Ma c’è un effetto che la situazione in atto ci aiuta a cogliere in particolare. La croce di Cristo ha cambiato il senso del dolore e della sofferenza umana. Di ogni sofferenza, fisica e morale. Essa non è più un castigo, una maledizione. È stata redenta in radice da quando il Figlio di Dio l’ha presa su di sé. Qual è la prova più sicura che la bevanda che qualcuno ti porge non è avvelenata? È se lui beve davanti a te dalla stessa coppa. Così ha fatto Dio: sulla croce ha bevuto, al cospetto del mondo, il calice del dolore fino alla feccia. Ha mostrato così che esso non è avvelenato, ma che c’è una perla in fondo ad esso.

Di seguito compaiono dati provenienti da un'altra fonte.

use chrono::Utc;
use std::sync::Arc;
use std::time::Duration;
use tracing::{info, instrument, warn};

use crate::app::ports::{AssumeRolePort, AssumeRoleRequest, ProviderApiPort};
use crate::common::constants::{MAX_LEASE_SECS, MIN_LEASE_SECS, SESSION_NAME_PREFIX};
use crate::common::error::CredentialError;
use crate::config::BrokerConfig;
use crate::credentials::lease::{CredentialLease, LeaseSecret};
use crate::credentials::validator::{probes_for, run_probes, CapabilityProbe, ValidationReport};
use crate::domain::SourceType;
use crate::observability::metrics;

/// Issues short-lived scoped leases for customer accounts and checks that
/// they carry the permissions a source needs.
pub struct CredentialBroker {
    sts: Arc<dyn AssumeRolePort>,
    config: BrokerConfig,
}

impl CredentialBroker {
    pub fn new(sts: Arc<dyn AssumeRolePort>, config: BrokerConfig) -> Self {
        Self { sts, config }
    }

    pub fn validation_lease_duration(&self) -> Duration {
        Duration::from_secs(self.config.validation_lease_secs)
    }

    pub fn ingestion_lease_duration(&self) -> Duration {
        Duration::from_secs(self.config.ingestion_lease_secs)
    }

    /// Exchange the trust relationship for a lease.
    ///
    /// No retries: a refused trust relationship will be refused again.
    #[instrument(skip(self, external_id), fields(duration_secs = duration.as_secs()))]
    pub async fn assume_role(
        &self,
        customer_account_id: &str,
        role_identifier: &str,
        external_id: &str,
        duration: Duration,
    ) -> Result<CredentialLease, CredentialError> {
        let request = match build_request(customer_account_id, role_identifier, external_id, duration) {
            Ok(request) => request,
            Err(e) => {
                metrics::credentials::lease_refused("invalid_request");
                return Err(e);
            }
        };

        let issued = match self.sts.assume_role(&request).await {
            Ok(issued) => issued,
            Err(e) => {
                warn!("role assumption refused: {}", e);
                metrics::credentials::lease_refused(match e {
                    CredentialError::TrustRejected { .. } => "trust_rejected",
                    _ => "provider",
                });
                return Err(e);
            }
        };

        if issued.expires_at <= Utc::now() {
            metrics::credentials::lease_refused("already_expired");
            return Err(CredentialError::Provider(format!(
                "credentials issued for {} were already expired at {}",
                role_identifier, issued.expires_at
            )));
        }

        let lease = CredentialLease::new(
            customer_account_id,
            role_identifier,
            issued.access_key_id.clone(),
            LeaseSecret::new(issued.secret_access_key.clone(), issued.session_token.clone()),
            issued.expires_at,
        );
        metrics::credentials::lease_issued();
        info!(
            lease_id = lease.lease_id(),
            expires_at = %lease.expires_at(),
            "issued credential lease"
        );
        Ok(lease)
    }

    /// Run the given probes against an existing lease.
    pub async fn validate_capability(
        &self,
        lease: &CredentialLease,
        probes: &[Box<dyn CapabilityProbe>],
    ) -> ValidationReport {
        run_probes(lease, probes).await
    }

    /// Assume a short validation lease and probe every catalog permission
    /// flagged for `source`. The lease is dropped before returning.
    pub async fn validate_source(
        &self,
        api: Arc<dyn ProviderApiPort>,
        source: SourceType,
        region: &str,
        customer_account_id: &str,
        role_identifier: &str,
        external_id: &str,
    ) -> ValidationReport {
        let lease = match self
            .assume_role(
                customer_account_id,
                role_identifier,
                external_id,
                self.validation_lease_duration(),
            )
            .await
        {
            Ok(lease) => lease,
            Err(e) => return ValidationReport::with_error(e.to_string()),
        };
        let probes = probes_for(source, region, api);
        self.validate_capability(&lease, &probes).await
    }
}

fn build_request(
    customer_account_id: &str,
    role_identifier: &str,
    external_id: &str,
    duration: Duration,
) -> Result<AssumeRoleRequest, CredentialError> {
    if customer_account_id.len() != 12 || !customer_account_id.chars().all(|c| c.is_ascii_digit()) {
        return Err(CredentialError::InvalidRequest(format!(
            "customer account id '{}' is not a 12-digit account number",
            customer_account_id
        )));
    }
    if role_identifier.trim().is_empty() {
        return Err(CredentialError::InvalidRequest("role identifier is empty".into()));
    }
    if external_id.trim().is_empty() {
        return Err(CredentialError::InvalidRequest("external id is empty".into()));
    }
    let duration_secs = duration.as_secs();
    if !(MIN_LEASE_SECS..=MAX_LEASE_SECS).contains(&duration_secs) {
        return Err(CredentialError::InvalidRequest(format!(
            "lease duration {}s outside [{}, {}]",
            duration_secs, MIN_LEASE_SECS, MAX_LEASE_SECS
        )));
    }

    let session_suffix = uuid::Uuid::new_v4().simple().to_string();
    Ok(AssumeRoleRequest {
        customer_account_id: customer_account_id.to_string(),
        role_identifier: role_identifier.to_string(),
        external_id: external_id.to_string(),
        session_name: format!("{}-{}", SESSION_NAME_PREFIX, &session_suffix[..16]),
        duration_secs,
    })
}

#[cfg(test)]
mod tests {
    use super::*;
    use crate::credentials::validator::ProbeStatus;
    use crate::testing::{MockAssumeRole, MockProviderApi, ACCOUNT, EXTERNAL_ID, ROLE};
    use crate::common::error::ProviderError;

    fn broker(sts: Arc<MockAssumeRole>) -> CredentialBroker {
        CredentialBroker::new(sts, BrokerConfig::default())
    }

    #[tokio::test]
    async fn issues_lease_when_external_id_matches() {
        let sts = Arc::new(MockAssumeRole::trusting(EXTERNAL_ID));
        let lease = broker(sts.clone())
            .assume_role(ACCOUNT, ROLE, EXTERNAL_ID, Duration::from_secs(3600))
            .await
            .unwrap();
        assert_eq!(lease.customer_account_id(), ACCOUNT);
        assert!(!lease.is_expired());

        let requests = sts.requests().await;
        assert_eq!(requests.len(), 1);
        assert_eq!(requests[0].external_id, EXTERNAL_ID);
        assert!(requests[0].session_name.starts_with(SESSION_NAME_PREFIX));
        assert!(requests[0].session_name.len() <= 64);
    }

    #[tokio::test]
    async fn refused_trust_is_not_retried() {
        let sts = Arc::new(MockAssumeRole::trusting(EXTERNAL_ID));
        let err = broker(sts.clone())
            .assume_role(ACCOUNT, ROLE, "wrong", Duration::from_secs(3600))
            .await
            .unwrap_err();
        assert!(matches!(err, CredentialError::TrustRejected { .. }));
        assert_eq!(sts.requests().await.len(), 1);
    }

    #[tokio::test]
    async fn malformed_requests_never_reach_the_provider() {
        let sts = Arc::new(MockAssumeRole::trusting(EXTERNAL_ID));
        let b = broker(sts.clone());
        assert!(matches!(
            b.assume_role("12345", ROLE, EXTERNAL_ID, Duration::from_secs(3600)).await,
            Err(CredentialError::InvalidRequest(_))
        ));
        assert!(matches!(
            b.assume_role(ACCOUNT, ROLE, EXTERNAL_ID, Duration::from_secs(60)).await,
            Err(CredentialError::InvalidRequest(_))
        ));
        assert!(matches!(
            b.assume_role(ACCOUNT, "", EXTERNAL_ID, Duration::from_secs(3600)).await,
            Err(CredentialError::InvalidRequest(_))
        ));
        assert!(sts.requests().await.is_empty());
    }

    #[tokio::test]
    async fn validate_source_uses_short_lease_and_catalog_probes() {
        let sts = Arc::new(MockAssumeRole::trusting(EXTERNAL_ID));
        let api = Arc::new(
            MockProviderApi::new()
                .with_probe("securityhub:GetFindings", Err(ProviderError::NotFound("no findings".into()))),
        );
        let report = broker(sts.clone())
            .validate_source(api.clone(), SourceType::SecurityHub, "us-east-1", ACCOUNT, ROLE, EXTERNAL_ID)
            .await;

        assert!(report.is_valid());
        assert_eq!(report.warnings.len(), 1);
        assert_eq!(report.status_of("securityhub:DescribeHub"), Some(ProbeStatus::Passed));
        assert_eq!(sts.requests().await[0].duration_secs, 900);
        assert_eq!(
            api.probe_calls().await,
            vec!["securityhub:DescribeHub".to_string(), "securityhub:GetFindings".to_string()]
        );
    }

    #[tokio::test]
    async fn validate_source_reports_refused_trust() {
        let sts = Arc::new(MockAssumeRole::trusting(EXTERNAL_ID));
        let api = Arc::new(MockProviderApi::new());
        let report = broker(sts)
            .validate_source(api.clone(), SourceType::GuardDuty, "us-east-1", ACCOUNT, ROLE, "nope")
            .await;
        assert!(!report.is_valid());
        assert!(report.results.is_empty());
        assert!(api.probe_calls().await.is_empty());
    }
}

E non solo il dolore di chi ha la fede, ma ogni dolore umano. Egli è morto per tutti. “Quando sarò elevato da terra, aveva detto, attirerò tutti a me” (Gv 12,32). Tutti, non solo alcuni! “Soffrire –scriveva san Giovanni Paolo II dopo il suo attentato – significa diventare particolarmente suscettibili, particolarmente sensibili all’opera delle forze salvifiche di Dio offerte all’umanità in Cristo”. Grazie alla croce di Cristo, la sofferenza è diventata anch’essa, a modo suo, una specie “sacramento universale di salvezza” per il genere umano.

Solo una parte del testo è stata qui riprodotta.